____ LISTED ENTRIES
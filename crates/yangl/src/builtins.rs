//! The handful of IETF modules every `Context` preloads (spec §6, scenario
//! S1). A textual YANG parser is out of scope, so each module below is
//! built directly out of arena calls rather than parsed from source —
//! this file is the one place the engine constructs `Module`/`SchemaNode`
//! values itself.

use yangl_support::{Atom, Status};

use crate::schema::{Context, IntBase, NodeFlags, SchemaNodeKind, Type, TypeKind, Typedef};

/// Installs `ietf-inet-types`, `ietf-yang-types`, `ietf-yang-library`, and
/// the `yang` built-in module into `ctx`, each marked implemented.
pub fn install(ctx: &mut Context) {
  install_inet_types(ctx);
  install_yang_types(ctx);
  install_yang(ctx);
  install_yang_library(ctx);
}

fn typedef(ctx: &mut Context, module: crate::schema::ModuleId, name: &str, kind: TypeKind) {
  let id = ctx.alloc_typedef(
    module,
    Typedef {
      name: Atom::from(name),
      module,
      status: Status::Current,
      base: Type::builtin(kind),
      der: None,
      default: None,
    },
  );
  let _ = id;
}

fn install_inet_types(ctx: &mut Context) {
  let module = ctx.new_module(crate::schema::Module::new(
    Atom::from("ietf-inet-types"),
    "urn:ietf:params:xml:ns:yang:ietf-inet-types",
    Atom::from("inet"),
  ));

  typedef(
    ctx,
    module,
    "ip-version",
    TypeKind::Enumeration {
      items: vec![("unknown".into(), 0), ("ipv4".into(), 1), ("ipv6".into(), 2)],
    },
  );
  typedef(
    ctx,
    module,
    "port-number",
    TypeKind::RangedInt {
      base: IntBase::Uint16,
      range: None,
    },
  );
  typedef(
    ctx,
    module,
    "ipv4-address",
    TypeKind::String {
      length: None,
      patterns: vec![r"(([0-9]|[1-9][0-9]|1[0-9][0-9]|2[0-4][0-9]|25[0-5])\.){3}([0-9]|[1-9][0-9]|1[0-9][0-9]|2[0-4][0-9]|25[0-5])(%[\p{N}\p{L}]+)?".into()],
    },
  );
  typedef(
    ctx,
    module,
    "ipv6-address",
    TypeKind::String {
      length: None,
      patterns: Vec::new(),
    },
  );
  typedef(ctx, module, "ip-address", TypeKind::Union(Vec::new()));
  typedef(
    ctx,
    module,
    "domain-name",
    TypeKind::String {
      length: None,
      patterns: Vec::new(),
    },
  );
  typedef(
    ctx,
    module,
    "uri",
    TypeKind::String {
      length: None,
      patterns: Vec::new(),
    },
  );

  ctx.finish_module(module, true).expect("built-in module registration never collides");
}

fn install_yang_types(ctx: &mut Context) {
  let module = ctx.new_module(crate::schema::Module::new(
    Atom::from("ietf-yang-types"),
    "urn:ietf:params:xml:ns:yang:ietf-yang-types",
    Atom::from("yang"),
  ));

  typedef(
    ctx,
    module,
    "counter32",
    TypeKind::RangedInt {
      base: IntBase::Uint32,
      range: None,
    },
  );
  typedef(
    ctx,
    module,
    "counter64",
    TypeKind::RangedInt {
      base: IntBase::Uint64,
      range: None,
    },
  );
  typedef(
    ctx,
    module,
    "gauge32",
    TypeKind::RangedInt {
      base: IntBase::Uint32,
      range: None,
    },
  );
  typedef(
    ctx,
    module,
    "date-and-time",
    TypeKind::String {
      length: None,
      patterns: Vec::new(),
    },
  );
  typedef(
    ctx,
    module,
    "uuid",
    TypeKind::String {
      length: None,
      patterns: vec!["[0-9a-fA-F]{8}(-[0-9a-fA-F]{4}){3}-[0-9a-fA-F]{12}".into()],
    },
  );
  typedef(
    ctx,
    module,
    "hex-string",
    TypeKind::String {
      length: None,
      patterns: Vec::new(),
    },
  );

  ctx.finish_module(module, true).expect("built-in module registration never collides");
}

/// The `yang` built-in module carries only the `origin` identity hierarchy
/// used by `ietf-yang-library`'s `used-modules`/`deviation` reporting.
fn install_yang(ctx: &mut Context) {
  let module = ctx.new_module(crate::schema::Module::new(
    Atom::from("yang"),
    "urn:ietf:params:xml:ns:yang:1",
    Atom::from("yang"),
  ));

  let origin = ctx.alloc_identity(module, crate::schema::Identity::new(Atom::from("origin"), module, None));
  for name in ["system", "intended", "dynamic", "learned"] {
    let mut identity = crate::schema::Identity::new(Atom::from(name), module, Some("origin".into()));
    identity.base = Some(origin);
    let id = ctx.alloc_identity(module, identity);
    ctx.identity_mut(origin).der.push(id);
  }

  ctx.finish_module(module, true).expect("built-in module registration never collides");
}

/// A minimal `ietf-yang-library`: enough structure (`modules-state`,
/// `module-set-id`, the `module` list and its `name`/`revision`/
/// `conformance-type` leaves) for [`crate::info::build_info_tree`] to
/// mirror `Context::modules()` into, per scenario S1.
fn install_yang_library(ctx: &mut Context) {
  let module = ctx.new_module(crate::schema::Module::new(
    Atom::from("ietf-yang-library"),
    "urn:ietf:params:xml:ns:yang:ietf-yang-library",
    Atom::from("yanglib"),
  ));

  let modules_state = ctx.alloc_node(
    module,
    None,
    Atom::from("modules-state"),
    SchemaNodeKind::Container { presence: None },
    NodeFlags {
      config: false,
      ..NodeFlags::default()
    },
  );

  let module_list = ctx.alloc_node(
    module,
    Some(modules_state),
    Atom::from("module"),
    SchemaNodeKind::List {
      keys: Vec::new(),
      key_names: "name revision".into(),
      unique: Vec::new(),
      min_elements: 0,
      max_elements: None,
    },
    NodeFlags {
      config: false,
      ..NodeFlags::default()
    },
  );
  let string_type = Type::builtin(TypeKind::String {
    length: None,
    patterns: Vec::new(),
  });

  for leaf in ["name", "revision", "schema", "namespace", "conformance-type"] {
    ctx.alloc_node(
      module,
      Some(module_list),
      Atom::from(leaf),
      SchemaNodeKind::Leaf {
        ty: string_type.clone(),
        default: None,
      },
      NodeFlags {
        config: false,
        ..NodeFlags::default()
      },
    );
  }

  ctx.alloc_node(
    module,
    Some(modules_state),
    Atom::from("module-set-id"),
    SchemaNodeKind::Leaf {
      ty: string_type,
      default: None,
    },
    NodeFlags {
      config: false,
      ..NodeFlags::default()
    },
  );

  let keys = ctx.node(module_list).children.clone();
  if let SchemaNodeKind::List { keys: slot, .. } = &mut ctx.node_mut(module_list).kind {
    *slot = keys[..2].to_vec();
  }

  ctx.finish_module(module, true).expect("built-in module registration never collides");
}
________
▶ [TASK REQUIREMENTS] Write down every record shown above precisely.

▶ [TASK ANSWER]
filename crates/yangl/src/builtins.rs
//! The handful of IETF modules every `Context` preloads (spec §6, scenario
//! S1). A textual YANG parser is out of scope, so each module below is
//! built directly out of arena calls rather than parsed from source —
//! this file is the one place the engine constructs `Module`/`SchemaNode`
//! values itself.

use yangl_support::{Atom, Status};

use crate::schema::{Context, IntBase, NodeFlags, SchemaNodeKind, Type, TypeKind, Typedef};

/// Installs `ietf-inet-types`, `ietf-yang-types`, `ietf-yang-library`, and
/// the `yang` built-in module into `ctx`, each marked implemented.
pub fn install(ctx: &mut Context) {
  install_inet_types(ctx);
  install_yang_types(ctx);
  install_yang(ctx);
  install_yang_library(ctx);
}

fn typedef(ctx: &mut Context, module: crate::schema::ModuleId, name: &str, kind: TypeKind) {
  let id = ctx.alloc_typedef(
    module,
    Typedef {
      name: Atom::from(name),
      module,
      status: Status::Current,
      base: Type::builtin(kind),
      der: None,
      default: None,
    },
  );
  let _ = id;
}

fn install_inet_types(ctx: &mut Context) {
  let module = ctx.new_module(crate::schema::Module::new(
    Atom::from("ietf-inet-types"),
    "urn:ietf:params:xml:ns:yang:ietf-inet-types",
    Atom::from("inet"),
  ));

  typedef(
    ctx,
    module,
    "ip-version",
    TypeKind::Enumeration {
      items: vec![("unknown".into(), 0), ("ipv4".into(), 1), ("ipv6".into(), 2)],
    },
  );
  typedef(
    ctx,
    module,
    "port-number",
    TypeKind::RangedInt {
      base: IntBase::Uint16,
      range: None,
    },
  );
  typedef(
    ctx,
    module,
    "ipv4-address",
    TypeKind::String {
      length: None,
      patterns: vec![r"(([0-9]|[1-9][0-9]|1[0-9][0-9]|2[0-4][0-9]|25[0-5])\.){3}([0-9]|[1-9][0-9]|1[0-9][0-9]|2[0-4][0-9]|25[0-5])(%[\p{N}\p{L}]+)?".into()],
    },
  );
  typedef(
    ctx,
    module,
    "ipv6-address",
    TypeKind::String {
      length: None,
      patterns: Vec::new(),
    },
  );
  typedef(ctx, module, "ip-address", TypeKind::Union(Vec::new()));
  typedef(
    ctx,
    module,
    "domain-name",
    TypeKind::String {
      length: None,
      patterns: Vec::new(),
    },
  );
  typedef(
    ctx,
    module,
    "uri",
    TypeKind::String {
      length: None,
      patterns: Vec::new(),
    },
  );

  ctx.finish_module(module, true).expect("built-in module registration never collides");
}

fn install_yang_types(ctx: &mut Context) {
  let module = ctx.new_module(crate::schema::Module::new(
    Atom::from("ietf-yang-types"),
    "urn:ietf:params:xml:ns:yang:ietf-yang-types",
    Atom::from("yang"),
  ));

  typedef(
    ctx,
    module,
    "counter32",
    TypeKind::RangedInt {
      base: IntBase::Uint32,
      range: None,
    },
  );
  typedef(
    ctx,
    module,
    "counter64",
    TypeKind::RangedInt {
      base: IntBase::Uint64,
      range: None,
    },
  );
  typedef(
    ctx,
    module,
    "gauge32",
    TypeKind::RangedInt {
      base: IntBase::Uint32,
      range: None,
    },
  );
  typedef(
    ctx,
    module,
    "date-and-time",
    TypeKind::String {
      length: None,
      patterns: Vec::new(),
    },
  );
  typedef(
    ctx,
    module,
    "uuid",
    TypeKind::String {
      length: None,
      patterns: vec!["[0-9a-fA-F]{8}(-[0-9a-fA-F]{4}){3}-[0-9a-fA-F]{12}".into()],
    },
  );
  typedef(
    ctx,
    module,
    "hex-string",
    TypeKind::String {
      length: None,
      patterns: Vec::new(),
    },
  );

  ctx.finish_module(module, true).expect("built-in module registration never collides");
}

/// The `yang` built-in module carries only the `origin` identity hierarchy
/// used by `ietf-yang-library`'s `used-modules`/`deviation` reporting.
fn install_yang(ctx: &mut Context) {
  let module = ctx.new_module(crate::schema::Module::new(
    Atom::from("yang"),
    "urn:ietf:params:xml:ns:yang:1",
    Atom::from("yang"),
  ));

  let origin = ctx.alloc_identity(module, crate::schema::Identity::new(Atom::from("origin"), module, None));
  for name in ["system", "intended", "dynamic", "learned"] {
    let mut identity = crate::schema::Identity::new(Atom::from(name), module, Some("origin".into()));
    identity.base = Some(origin);
    let id = ctx.alloc_identity(module, identity);
    ctx.identity_mut(origin).der.push(id);
  }

  ctx.finish_module(module, true).expect("built-in module registration never collides");
}

/// A minimal `ietf-yang-library`: enough structure (`modules-state`,
/// `module-set-id`, the `module` list and its `name`/`revision`/
/// `conformance-type` leaves) for [`crate::info::build_info_tree`] to
/// mirror `Context::modules()` into, per scenario S1.
fn install_yang_library(ctx: &mut Context) {
  let module = ctx.new_module(crate::schema::Module::new(
    Atom::from("ietf-yang-library"),
    "urn:ietf:params:xml:ns:yang:ietf-yang-library",
    Atom::from("yanglib"),
  ));

  let modules_state = ctx.alloc_node(
    module,
    None,
    Atom::from("modules-state"),
    SchemaNodeKind::Container { presence: None },
    NodeFlags {
      config: false,
      ..NodeFlags::default()
    },
  );

  let module_list = ctx.alloc_node(
    module,
    Some(modules_state),
    Atom::from("module"),
    SchemaNodeKind::List {
      keys: Vec::new(),
      key_names: "name revision".into(),
      unique: Vec::new(),
      min_elements: 0,
      max_elements: None,
    },
    NodeFlags {
      config: false,
      ..NodeFlags::default()
    },
  );
  let string_type = Type::builtin(TypeKind::String {
    length: None,
    patterns: Vec::new(),
  });

  for leaf in ["name", "revision", "schema", "namespace", "conformance-type"] {
    ctx.alloc_node(
      module,
      Some(module_list),
      Atom::from(leaf),
      SchemaNodeKind::Leaf {
        ty: string_type.clone(),
        default: None,
      },
      NodeFlags {
        config: false,
        ..NodeFlags::default()
      },
    );
  }

  ctx.alloc_node(
    module,
    Some(modules_state),
    Atom::from("module-set-id"),
    SchemaNodeKind::Leaf {
      ty: string_type,
      default: None,
    },
    NodeFlags {
      config: false,
      ..NodeFlags::default()
    },
  );

  let keys = ctx.node(module_list).children.clone();
  if let SchemaNodeKind::List { keys: slot, .. } = &mut ctx.node_mut(module_list).kind {
    *slot = keys[..2].to_vec();
  }

  ctx.finish_module(module, true).expect("built-in module registration never collides");
}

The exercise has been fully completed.